Wednesday, September 5, 2012

My approach to people I disagree with

Brad DeLong leaves a comment that should not be immediately dismissed or immediately endorsed, and which I would differ on a wee bit. My difference on this goes a ways in explaining why I put more time into talking with libertarians and Austrians than some of my readers like. Brad writes:

"1. Re: "Steve understands the problems around inference from non-experimental data, so why does he promote the graph as demonstrating the failure of the stimulus?"

Could it be because Steve Horwitz is not in the education business but the propaganda business?

2. Re: "'Krugman and people like him don't understand that interest rates coordinate intertemporal choice.' I was surprised the first time I heard [Steve Horwitz] say this, but then he revisited it several times.

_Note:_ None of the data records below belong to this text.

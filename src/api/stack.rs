// blecentral Source Code File
//
// Copyright 2020 Nonpolynomial Labs LLC. All rights reserved.
//
// Licensed under the BSD 3-Clause license. See LICENSE file in the project root
// for full license information.

use super::{CharPropFlags, PeripheralDescriptor, PeripheralId, PowerState, ScanFilter, WriteType};
use crate::Result;
use async_trait::async_trait;
use futures::channel::mpsc::{self, UnboundedReceiver, UnboundedSender};
use std::fmt::Debug;
use uuid::Uuid;

/// An error reported by the radio stack, either when rejecting a command or inside a completion
/// event.
#[derive(Debug, Clone, PartialEq, Eq, thiserror::Error)]
#[error("{0}")]
pub struct StackError(pub String);

impl From<&str> for StackError {
    fn from(message: &str) -> Self {
        StackError(message.to_string())
    }
}

impl From<String> for StackError {
    fn from(message: String) -> Self {
        StackError(message)
    }
}

/// A characteristic as reported by a characteristic discovery completion.
#[derive(Debug, Clone, PartialEq, Eq)]
pub struct DiscoveredCharacteristic {
    pub uuid: Uuid,
    pub properties: CharPropFlags,
}

impl DiscoveredCharacteristic {
    pub fn new(uuid: Uuid, properties: CharPropFlags) -> Self {
        DiscoveredCharacteristic { uuid, properties }
    }
}

/// Everything the radio stack reports back. Events for one stack are delivered in order on a
/// single channel; every event names the peripheral it originates from.
#[derive(Debug, Clone)]
pub enum StackEvent {
    PowerStateChanged(PowerState),
    ScanResult(PeripheralDescriptor),
    Connected(PeripheralId),
    ConnectFailed(PeripheralId, StackError),
    Disconnected(PeripheralId),
    ServicesDiscovered {
        peripheral: PeripheralId,
        result: std::result::Result<Vec<Uuid>, StackError>,
    },
    CharacteristicsDiscovered {
        peripheral: PeripheralId,
        service: Uuid,
        result: std::result::Result<Vec<DiscoveredCharacteristic>, StackError>,
    },
    /// Either a read response or a notification; the stack does not distinguish the two.
    ValueUpdated {
        peripheral: PeripheralId,
        characteristic: Uuid,
        result: std::result::Result<Vec<u8>, StackError>,
    },
    WriteCompleted {
        peripheral: PeripheralId,
        characteristic: Uuid,
        result: std::result::Result<(), StackError>,
    },
    NotifyStateChanged {
        peripheral: PeripheralId,
        characteristic: Uuid,
        result: std::result::Result<bool, StackError>,
    },
}

pub type StackEventSender = UnboundedSender<StackEvent>;
pub type StackEventReceiver = UnboundedReceiver<StackEvent>;

/// Creates the channel a radio driver uses to hand its callbacks to a
/// [`Manager`](crate::Manager).
pub fn event_channel() -> (StackEventSender, StackEventReceiver) {
    mpsc::unbounded()
}

/// The radio stack the manager drives. Every command only *issues* the operation; its outcome
/// arrives later as a [`StackEvent`]. An `Err` return means the stack refused the command
/// outright and no event will follow.
#[async_trait]
pub trait BleStack: Send + Sync + Debug + 'static {
    /// Current radio power state. Later changes are reported with
    /// [`StackEvent::PowerStateChanged`].
    fn power_state(&self) -> PowerState;

    async fn start_scan(&self, filter: &ScanFilter) -> Result<()>;

    async fn stop_scan(&self) -> Result<()>;

    async fn connect(&self, peripheral: &PeripheralId) -> Result<()>;

    async fn disconnect(&self, peripheral: &PeripheralId) -> Result<()>;

    async fn discover_services(&self, peripheral: &PeripheralId) -> Result<()>;

    async fn discover_characteristics(&self, peripheral: &PeripheralId, service: Uuid)
        -> Result<()>;

    async fn read(&self, peripheral: &PeripheralId, characteristic: Uuid) -> Result<()>;

    async fn write(
        &self,
        peripheral: &PeripheralId,
        characteristic: Uuid,
        data: &[u8],
        write_type: WriteType,
    ) -> Result<()>;

    async fn set_notify(
        &self,
        peripheral: &PeripheralId,
        characteristic: Uuid,
        enabled: bool,
    ) -> Result<()>;
}
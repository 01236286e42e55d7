mod common;

use blecentral::api::{ConnectionState, PeripheralId, PowerState, StackError, StackEvent};
use blecentral::Error;
use common::{
    connect_controller, controller, discover, start, wait_for_state, Call, MockStack, BATTERY,
    COMMAND, EVENTS, SENSOR, SERVICE_A, SERVICE_B,
};
use futures::StreamExt;
use std::time::Duration;
use tokio::time::Instant;

#[tokio::test]
async fn connect_runs_every_step_in_order() -> anyhow::Result<()> {
    let (stack, events) = MockStack::new();
    let manager = start(&stack, events);

    let device = connect_controller(&manager).await?;

    let id = controller().id;
    assert_eq!(
        stack.calls(),
        vec![
            Call::StartScan,
            Call::StopScan,
            Call::Connect(id.clone()),
            Call::DiscoverServices(id),
            Call::DiscoverCharacteristics(SERVICE_A),
            Call::DiscoverCharacteristics(SERVICE_B),
        ]
    );
    assert_eq!(device.services, vec![SERVICE_A, SERVICE_B]);
    let order: Vec<_> = device.characteristics.iter().map(|c| c.uuid).collect();
    assert_eq!(order, vec![SENSOR, COMMAND, EVENTS, BATTERY]);
    assert_eq!(manager.connection_state().await?, ConnectionState::Ready);
    assert_eq!(manager.device().await?, Some(device));
    assert_eq!(manager.last_connected().await?, Some(controller()));
    Ok(())
}

#[tokio::test]
async fn observer_sees_every_connect_step() -> anyhow::Result<()> {
    let (stack, events) = MockStack::new();
    let manager = start(&stack, events);

    let states = manager.observe_connection_state()?;
    connect_controller(&manager).await?;
    let seen: Vec<_> = states.take(5).collect().await;
    assert_eq!(
        seen,
        vec![
            ConnectionState::Disconnected,
            ConnectionState::Connecting,
            ConnectionState::DiscoveringServices,
            ConnectionState::DiscoveringCharacteristics,
            ConnectionState::Ready,
        ]
    );
    Ok(())
}

#[tokio::test]
async fn late_observer_gets_current_state_first() -> anyhow::Result<()> {
    let (stack, events) = MockStack::new();
    let manager = start(&stack, events);
    connect_controller(&manager).await?;

    let mut states = manager.observe_connection_state()?;
    assert_eq!(states.next().await, Some(ConnectionState::Ready));
    Ok(())
}

#[tokio::test(start_paused = true)]
async fn discovery_timeout_leaves_manager_disconnected() -> anyhow::Result<()> {
    let (stack, events) = MockStack::new();
    stack.configure(|s| s.respond_services = false);
    let manager = start(&stack, events);
    discover(&manager).await?;

    let start = Instant::now();
    let result = manager
        .connect(&controller().id, Duration::from_secs(10))
        .await;
    let elapsed = start.elapsed();

    assert!(matches!(result, Err(Error::DiscoveryTimeout(t)) if t == Duration::from_secs(4)));
    assert!(elapsed >= Duration::from_secs(4));
    assert!(elapsed < Duration::from_millis(4100));
    assert_eq!(manager.connection_state().await?, ConnectionState::Disconnected);
    assert_eq!(manager.device().await?, None);
    Ok(())
}

#[tokio::test(start_paused = true)]
async fn connect_timeout_is_the_callers() -> anyhow::Result<()> {
    let (stack, events) = MockStack::new();
    stack.configure(|s| s.respond_connect = false);
    let manager = start(&stack, events);
    discover(&manager).await?;

    let start = Instant::now();
    let result = manager
        .connect(&controller().id, Duration::from_secs(2))
        .await;
    assert!(matches!(
        result,
        Err(Error::ConnectTimeout(id, t)) if id == controller().id && t == Duration::from_secs(2)
    ));
    assert!(start.elapsed() < Duration::from_millis(2100));
    assert_eq!(manager.connection_state().await?, ConnectionState::Disconnected);
    Ok(())
}

#[tokio::test(start_paused = true)]
async fn characteristic_discovery_timeout_leaves_manager_disconnected() -> anyhow::Result<()> {
    let (stack, events) = MockStack::new();
    stack.configure(|s| s.respond_characteristics = false);
    let manager = start(&stack, events);
    discover(&manager).await?;
    stack.clear_calls();

    let start = Instant::now();
    let result = manager
        .connect(&controller().id, Duration::from_secs(10))
        .await;

    assert!(matches!(result, Err(Error::DiscoveryTimeout(t)) if t == Duration::from_secs(4)));
    assert!(start.elapsed() < Duration::from_millis(4100));
    // Never moves on to the second service.
    assert_eq!(
        stack.calls().last(),
        Some(&Call::DiscoverCharacteristics(SERVICE_A))
    );
    assert_eq!(manager.connection_state().await?, ConnectionState::Disconnected);
    assert_eq!(manager.device().await?, None);
    Ok(())
}

#[tokio::test(start_paused = true)]
async fn connect_of_another_peripheral_keeps_waiting() -> anyhow::Result<()> {
    let (stack, events) = MockStack::new();
    stack.configure(|s| s.respond_connect = false);
    let manager = start(&stack, events);
    discover(&manager).await?;

    let pending = {
        let manager = manager.clone();
        tokio::spawn(async move {
            manager
                .connect(&controller().id, Duration::from_secs(10))
                .await
        })
    };
    wait_for_state(&manager, ConnectionState::Connecting).await;

    stack.emit(StackEvent::Connected(PeripheralId::from("someone-else")));
    tokio::time::sleep(Duration::from_secs(1)).await;
    assert!(!pending.is_finished());
    assert_eq!(manager.connection_state().await?, ConnectionState::Connecting);
    assert!(!stack
        .calls()
        .iter()
        .any(|c| matches!(c, Call::DiscoverServices(_))));

    stack.emit(StackEvent::Connected(controller().id));
    let device = pending.await??;
    assert_eq!(device.id(), &controller().id);
    assert_eq!(manager.connection_state().await?, ConnectionState::Ready);
    Ok(())
}

#[tokio::test(start_paused = true)]
async fn second_connect_is_rejected_while_connecting() -> anyhow::Result<()> {
    let (stack, events) = MockStack::new();
    stack.configure(|s| s.respond_connect = false);
    let manager = start(&stack, events);
    discover(&manager).await?;

    let first = {
        let manager = manager.clone();
        tokio::spawn(async move {
            manager
                .connect(&controller().id, Duration::from_secs(10))
                .await
        })
    };
    wait_for_state(&manager, ConnectionState::Connecting).await;

    let second = manager
        .connect(&controller().id, Duration::from_secs(10))
        .await;
    assert!(matches!(second, Err(Error::OperationInProgress)));
    assert_eq!(manager.connection_state().await?, ConnectionState::Connecting);

    assert!(matches!(first.await?, Err(Error::ConnectTimeout(..))));
    Ok(())
}

#[tokio::test]
async fn unknown_peripheral_is_an_invalid_target() {
    let (stack, events) = MockStack::new();
    let manager = start(&stack, events);

    let missing = PeripheralId::from("never-seen");
    let result = manager.connect(&missing, Duration::from_secs(1)).await;
    assert!(matches!(result, Err(Error::InvalidTarget(id)) if id == missing));
    assert!(stack.calls().is_empty());
}

#[tokio::test]
async fn connect_failure_is_reported() -> anyhow::Result<()> {
    let (stack, events) = MockStack::new();
    stack.configure(|s| s.connect_error = Some(StackError::from("peer refused")));
    let manager = start(&stack, events);
    discover(&manager).await?;

    let result = manager
        .connect(&controller().id, Duration::from_secs(10))
        .await;
    assert!(matches!(result, Err(Error::ConnectFailed(_, e)) if e.0 == "peer refused"));
    assert_eq!(manager.connection_state().await?, ConnectionState::Disconnected);
    Ok(())
}

#[tokio::test]
async fn connect_requires_power() -> anyhow::Result<()> {
    let (stack, events) = MockStack::new();
    let manager = start(&stack, events);
    discover(&manager).await?;
    let mut power = manager.observe_power_state();
    stack.emit(StackEvent::PowerStateChanged(PowerState::PoweredOff));
    while power.next().await != Some(PowerState::PoweredOff) {}

    let result = manager
        .connect(&controller().id, Duration::from_secs(10))
        .await;
    assert!(matches!(result, Err(Error::PoweredOff)));
    Ok(())
}

#[tokio::test]
async fn events_for_other_peripherals_are_ignored() -> anyhow::Result<()> {
    let (stack, events) = MockStack::new();
    let manager = start(&stack, events);
    connect_controller(&manager).await?;

    stack.emit(StackEvent::Disconnected(PeripheralId::from("someone-else")));
    assert_eq!(manager.connection_state().await?, ConnectionState::Ready);
    Ok(())
}

#[tokio::test]
async fn unsolicited_disconnect_resets_state() -> anyhow::Result<()> {
    let (stack, events) = MockStack::new();
    let manager = start(&stack, events);
    connect_controller(&manager).await?;

    stack.emit(StackEvent::Disconnected(controller().id));
    wait_for_state(&manager, ConnectionState::Disconnected).await;

    assert_eq!(manager.device().await?, None);
    assert!(matches!(manager.read(BATTERY).await, Err(Error::NotConnected)));
    assert_eq!(manager.last_connected().await?, Some(controller()));
    Ok(())
}

#[tokio::test]
async fn power_loss_drops_the_connection() -> anyhow::Result<()> {
    let (stack, events) = MockStack::new();
    let manager = start(&stack, events);
    connect_controller(&manager).await?;

    stack.emit(StackEvent::PowerStateChanged(PowerState::PoweredOff));
    wait_for_state(&manager, ConnectionState::Disconnected).await;
    assert_eq!(manager.device().await?, None);
    Ok(())
}

#[tokio::test]
async fn disconnect_tells_the_radio_and_resets() -> anyhow::Result<()> {
    let (stack, events) = MockStack::new();
    let manager = start(&stack, events);
    connect_controller(&manager).await?;
    stack.clear_calls();

    manager.disconnect().await?;
    assert_eq!(stack.calls(), vec![Call::Disconnect(controller().id)]);
    assert_eq!(manager.connection_state().await?, ConnectionState::Disconnected);

    // Nothing to drop the second time.
    manager.disconnect().await?;
    assert_eq!(stack.calls().len(), 1);
    Ok(())
}

#[tokio::test]
async fn reconnect_after_disconnect_rediscovers() -> anyhow::Result<()> {
    let (stack, events) = MockStack::new();
    let manager = start(&stack, events);
    connect_controller(&manager).await?;
    manager.disconnect().await?;

    let device = manager
        .connect(&controller().id, Duration::from_secs(10))
        .await?;
    assert_eq!(device.characteristics.len(), 4);
    assert!(device.notifying().next().is_none());
    Ok(())
}

#[tokio::test]
async fn stopped_manager_rejects_operations() {
    let (stack, events) = MockStack::new();
    let manager = start(&stack, events);

    manager.shutdown();
    assert!(matches!(
        manager.connection_state().await,
        Err(Error::ManagerStopped)
    ));
    assert!(matches!(
        manager.scan(["FE"]).await,
        Err(Error::ManagerStopped)
    ));
}
// blecentral Source Code File
//
// Copyright 2020 Nonpolynomial Labs LLC. All rights reserved.
//
// Licensed under the BSD 3-Clause license. See LICENSE file in the project root
// for full license information.

//! Single-use, timeout-bounded rendezvous between one waiting operation and the event loop that
//! will eventually see the hardware completion for it.
//!
//! [`Gate::new`] returns both halves. The [`GateSignal`] travels with the request into the
//! manager's event loop, which calls [`GateSignal::signal`] when the matching event arrives. The
//! [`Gate`] stays with the caller, who awaits [`Gate::wait`]. The event loop only ever signals;
//! it never waits on a gate.

use crate::{Error, Result};
use futures::channel::oneshot;
use std::time::Duration;

/// How a [`Gate::wait`] ended.
#[derive(Debug, PartialEq, Eq)]
pub enum GateOutcome<T> {
    /// The event loop signaled the gate before the timeout.
    Signaled(T),
    /// The timeout elapsed first.
    TimedOut,
    /// The signal half was dropped without signaling, which only happens when the manager stops.
    Closed,
}

impl<T> GateOutcome<T> {
    /// Maps `TimedOut` to the error built by `on_timeout` and `Closed` to
    /// [`Error::ManagerStopped`].
    pub fn into_result(self, on_timeout: impl FnOnce() -> Error) -> Result<T> {
        match self {
            GateOutcome::Signaled(value) => Ok(value),
            GateOutcome::TimedOut => Err(on_timeout()),
            GateOutcome::Closed => Err(Error::ManagerStopped),
        }
    }
}

/// Waiting half of a gate.
#[derive(Debug)]
pub struct Gate<T> {
    receiver: oneshot::Receiver<T>,
}

/// Signaling half of a gate.
#[derive(Debug)]
pub struct GateSignal<T> {
    sender: Option<oneshot::Sender<T>>,
}

impl<T> Gate<T> {
    /// Creates a new pending gate.
    pub fn new() -> (GateSignal<T>, Gate<T>) {
        let (sender, receiver) = oneshot::channel();
        (
            GateSignal {
                sender: Some(sender),
            },
            Gate { receiver },
        )
    }

    /// Waits until the gate is signaled or `timeout` elapses. Consumes the gate: a gate is used
    /// for exactly one wait.
    pub async fn wait(self, timeout: Duration) -> GateOutcome<T> {
        match tokio::time::timeout(timeout, self.receiver).await {
            Ok(Ok(value)) => GateOutcome::Signaled(value),
            Ok(Err(_)) => GateOutcome::Closed,
            Err(_) => GateOutcome::TimedOut,
        }
    }
}

impl<T> GateSignal<T> {
    /// Delivers `value` to the waiter. Returns false, dropping `value`, if the gate was already
    /// signaled or the waiter is gone (timed out or dropped).
    pub fn signal(&mut self, value: T) -> bool {
        match self.sender.take() {
            Some(sender) => sender.send(value).is_ok(),
            None => false,
        }
    }

    /// True while the gate has not been signaled and someone is still waiting on it.
    pub fn is_pending(&self) -> bool {
        self.sender
            .as_ref()
            .is_some_and(|sender| !sender.is_canceled())
    }
}
// blecentral Source Code File
//
// Copyright 2020 Nonpolynomial Labs LLC. All rights reserved.
//
// Licensed under the BSD 3-Clause license. See LICENSE file in the project root
// for full license information.

use super::{internal::ManagerMessage, ManagerHandle};
use crate::{api::PeripheralId, device::Device, gate::Gate, Error, Result};
use log::{debug, info};
use std::time::Duration;

/// Drives the connect sequence: link, service discovery, then characteristic discovery for each
/// service in the order the peripheral reported them. Every step waits on its own gate.
#[derive(Clone, Debug)]
pub(crate) struct ConnectionOrchestrator {
    handle: ManagerHandle,
}

/// Tells the event loop to drop an attempt the caller no longer waits for.
struct AbortOnDrop<'a> {
    handle: &'a ManagerHandle,
    attempt: u64,
    reason: Option<Error>,
}

impl Drop for AbortOnDrop<'_> {
    fn drop(&mut self) {
        if let Some(reason) = self.reason.take() {
            let _ = self.handle.send(ManagerMessage::AbortConnect {
                attempt: self.attempt,
                reason,
            });
        }
    }
}

impl ConnectionOrchestrator {
    pub(crate) fn new(handle: ManagerHandle) -> Self {
        ConnectionOrchestrator { handle }
    }

    pub(crate) async fn connect(
        &self,
        peripheral: &PeripheralId,
        timeout: Duration,
    ) -> Result<Device> {
        let attempt = self.handle.next_attempt();
        let mut abort = AbortOnDrop {
            handle: &self.handle,
            attempt,
            reason: Some(Error::NotConnected),
        };
        match self.run_steps(attempt, peripheral, timeout).await {
            Ok(device) => {
                abort.reason = None;
                Ok(device)
            }
            Err(e) => {
                abort.reason = Some(e.clone());
                Err(e)
            }
        }
    }

    async fn run_steps(
        &self,
        attempt: u64,
        peripheral: &PeripheralId,
        timeout: Duration,
    ) -> Result<Device> {
        info!("Connecting to {} (attempt {})", peripheral, attempt);
        let (gate, link) = Gate::new();
        self.handle.send(ManagerMessage::BeginConnect {
            attempt,
            peripheral: peripheral.clone(),
            gate,
        })?;
        link.wait(timeout)
            .await
            .into_result(|| Error::ConnectTimeout(peripheral.clone(), timeout))??;

        let discovery_timeout = self.handle.config().discovery_timeout;
        let (gate, services) = Gate::new();
        self.handle
            .send(ManagerMessage::DiscoverServices { attempt, gate })?;
        let services = services
            .wait(discovery_timeout)
            .await
            .into_result(|| Error::DiscoveryTimeout(discovery_timeout))??;

        for service in services {
            debug!("Discovering characteristics of {} on {}", service, peripheral);
            let (gate, characteristics) = Gate::new();
            self.handle.send(ManagerMessage::DiscoverCharacteristics {
                attempt,
                service,
                gate,
            })?;
            characteristics
                .wait(discovery_timeout)
                .await
                .into_result(|| Error::DiscoveryTimeout(discovery_timeout))??;
        }

        self.handle
            .request(|reply| ManagerMessage::FinishConnect { attempt, reply })
            .await?
    }
}
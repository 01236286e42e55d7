use async_trait::async_trait;
use blecentral::api::{
    event_channel, BleStack, CharPropFlags, DiscoveredCharacteristic, PeripheralDescriptor,
    PeripheralId, PowerState, ScanFilter, StackEvent, StackEventSender, ValueNotification,
    WriteType,
};
use blecentral::{Manager, ManagerConfig};
use futures::stream::StreamExt;
use std::error::Error;
use std::time::Duration;
use tokio::time;
use uuid::Uuid;

const PERIPHERAL_NAME_MATCH_FILTER: &str = "FE"; // filter BLE device by partial name
const HEART_RATE_SERVICE: Uuid = Uuid::from_u128(0x0000180d_0000_1000_8000_00805f9b34fb);
const HEART_RATE_MEASUREMENT: Uuid = Uuid::from_u128(0x00002a37_0000_1000_8000_00805f9b34fb);
const BODY_SENSOR_LOCATION: Uuid = Uuid::from_u128(0x00002a38_0000_1000_8000_00805f9b34fb);

/// A radio with a single heart rate monitor in range, answering every command right away.
#[derive(Debug)]
struct SimulatedRadio {
    events: StackEventSender,
}

impl SimulatedRadio {
    fn emit(&self, event: StackEvent) -> blecentral::Result<()> {
        self.events
            .unbounded_send(event)
            .map_err(|_| blecentral::Error::ManagerStopped)
    }
}

#[async_trait]
impl BleStack for SimulatedRadio {
    fn power_state(&self) -> PowerState {
        PowerState::PoweredOn
    }

    async fn start_scan(&self, _filter: &ScanFilter) -> blecentral::Result<()> {
        self.emit(StackEvent::ScanResult(PeripheralDescriptor::new(
            "sim-0001",
            "FE-HeartRate",
            -48,
        )))
    }

    async fn stop_scan(&self) -> blecentral::Result<()> {
        Ok(())
    }

    async fn connect(&self, peripheral: &PeripheralId) -> blecentral::Result<()> {
        self.emit(StackEvent::Connected(peripheral.clone()))
    }

    async fn disconnect(&self, peripheral: &PeripheralId) -> blecentral::Result<()> {
        self.emit(StackEvent::Disconnected(peripheral.clone()))
    }

    async fn discover_services(&self, peripheral: &PeripheralId) -> blecentral::Result<()> {
        self.emit(StackEvent::ServicesDiscovered {
            peripheral: peripheral.clone(),
            result: Ok(vec![HEART_RATE_SERVICE]),
        })
    }

    async fn discover_characteristics(
        &self,
        peripheral: &PeripheralId,
        service: Uuid,
    ) -> blecentral::Result<()> {
        self.emit(StackEvent::CharacteristicsDiscovered {
            peripheral: peripheral.clone(),
            service,
            result: Ok(vec![
                DiscoveredCharacteristic::new(HEART_RATE_MEASUREMENT, CharPropFlags::NOTIFY),
                DiscoveredCharacteristic::new(BODY_SENSOR_LOCATION, CharPropFlags::READ),
            ]),
        })
    }

    async fn read(
        &self,
        peripheral: &PeripheralId,
        characteristic: Uuid,
    ) -> blecentral::Result<()> {
        // 1 = chest
        self.emit(StackEvent::ValueUpdated {
            peripheral: peripheral.clone(),
            characteristic,
            result: Ok(vec![1]),
        })
    }

    async fn write(
        &self,
        _peripheral: &PeripheralId,
        _characteristic: Uuid,
        _data: &[u8],
        _write_type: WriteType,
    ) -> blecentral::Result<()> {
        Ok(())
    }

    async fn set_notify(
        &self,
        peripheral: &PeripheralId,
        characteristic: Uuid,
        enabled: bool,
    ) -> blecentral::Result<()> {
        self.emit(StackEvent::NotifyStateChanged {
            peripheral: peripheral.clone(),
            characteristic,
            result: Ok(enabled),
        })?;
        if enabled {
            let events = self.events.clone();
            let peripheral = peripheral.clone();
            tokio::spawn(async move {
                for bpm in [62u8, 64, 67, 71, 70] {
                    time::sleep(Duration::from_millis(250)).await;
                    let event = StackEvent::ValueUpdated {
                        peripheral: peripheral.clone(),
                        characteristic,
                        result: Ok(vec![0x00, bpm]),
                    };
                    if events.unbounded_send(event).is_err() {
                        break;
                    }
                }
            });
        }
        Ok(())
    }
}

/// Processing received BLE data
fn on_measurement(data: ValueNotification) {
    match data.value.as_slice() {
        [_flags, bpm, ..] => println!("Heart rate from [{}] = {} bpm", data.uuid, bpm),
        other => println!("Malformed measurement from [{}]: {:?}", data.uuid, other),
    }
}

#[tokio::main]
async fn main() -> Result<(), Box<dyn Error>> {
    pretty_env_logger::init();

    let (events, receiver) = event_channel();
    let manager = Manager::new(SimulatedRadio { events }, receiver, ManagerConfig::default())?;

    let mut scan = manager.scan([PERIPHERAL_NAME_MATCH_FILTER]).await?;
    let visible = time::timeout(Duration::from_secs(2), scan.next())
        .await?
        .unwrap_or_default();
    manager.stop_scan().await?;

    let Some(target) = visible.first() else {
        eprintln!("->>> BLE peripheral devices were not found, sorry. Exiting...");
        return Ok(());
    };
    println!("found matching peripheral : {}...", target);

    let device = manager.connect(&target.id, Duration::from_secs(10)).await?;
    println!("now connected to {}", device);
    for characteristic in &device.characteristics {
        println!("  {}", characteristic);
    }

    let location = manager.read(BODY_SENSOR_LOCATION).await?;
    println!("Body sensor location = {:?}", location);

    let mut measurements = manager.subscribe(HEART_RATE_MEASUREMENT).await?;
    for _ in 0..5 {
        match measurements.next().await {
            Some(data) => on_measurement(data),
            None => break,
        }
    }

    manager.unsubscribe(HEART_RATE_MEASUREMENT).await?;
    println!("disconnecting from peripheral : {}...", device.name());
    manager.disconnect().await?;
    manager.shutdown();
    Ok(())
}
// blecentral Source Code File
//
// Copyright 2020 Nonpolynomial. All rights reserved.
//
// Licensed under the BSD 3-Clause license. See LICENSE file in the project root
// for full license information.

use futures::channel::mpsc::UnboundedSender;

/// Sends `n` to every subscriber, dropping subscribers whose receiving end is gone.
pub(crate) fn send_notification<T: Clone>(senders: &mut Vec<UnboundedSender<T>>, n: &T) {
    senders.retain(|sender| sender.unbounded_send(n.clone()).is_ok());
}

Does anyone honestly believe Krugman and people who agree with Krugman don't understand that the interest rate is a price signal?"

See my answer to (1).


There comes a point when you have to divide people into those who are trying to understand what is going on and those who are trying to pull the wool over their (and your) readers' eyes.

I see no evidence that Horwitz has not long ago crossed that boundary and left honest discourse behind--and here today we have two more examples
.."

No one with a PhD in economics (no one with a BA in economics, for that matter) should be publicly displaying the Romer-Bernstein graph and found not saying one of two things:

1. I think the forecast was great, and thus the stimulus was a terrible failure, or
2. I think the forecast was too rosy, so inference from this graph will give you an underestimate of the impact of the stimulus.

I'm no forecasting expert, so I am happy to hear someone defend #1. My concern was that Steve seemed to be sampling from both. No one with a PhD in economics should do that, particularly because the public will buy it if they do.

And yet we observe people with PhDs in economics doing that.

Why?

It could be the propaganda business, this is true. But let's put that a little differently. I think Steve firmly believes from a scientific perspective, and not an ideological or political perspective, that fiscal policy cannot work. We never hold scientific perspectives based on one piece of evidence or theoretical exposition. It's usually a whole constellation of arguments that gets us to our position.

The flip side of that is that no single piece of evidence or theoretical exposition is going to change someone's mind on a scientific question. Nor should it. Science is too messy for that - no one would ever hold a viewpoint for more than five minutes if that were how we staked out positions.

So rather than being into propaganda Steve might just be presenting a synthesized position and making a bad claim about what the Romer-Bernstein graph says as a means of streamlining the presentation of his argument.

This actually isn't that bad of a decision if you think the scientific question has important and immediate practical consequences. You are, after all, just treating noisy data like noisy data (from your perspetive). That's not particularly dishonest if that's what you're doing.

The point is, Brad and I don't think that's noise. We think it's signal.

So the point I'd make to Brad is that you'd observe the same behavior (w.r.t. the Romer-Bernstein graph) from Steve if he were (1.) a propagandist, or (2.) an honest scientist dismissing what he perceives to be noise as noise.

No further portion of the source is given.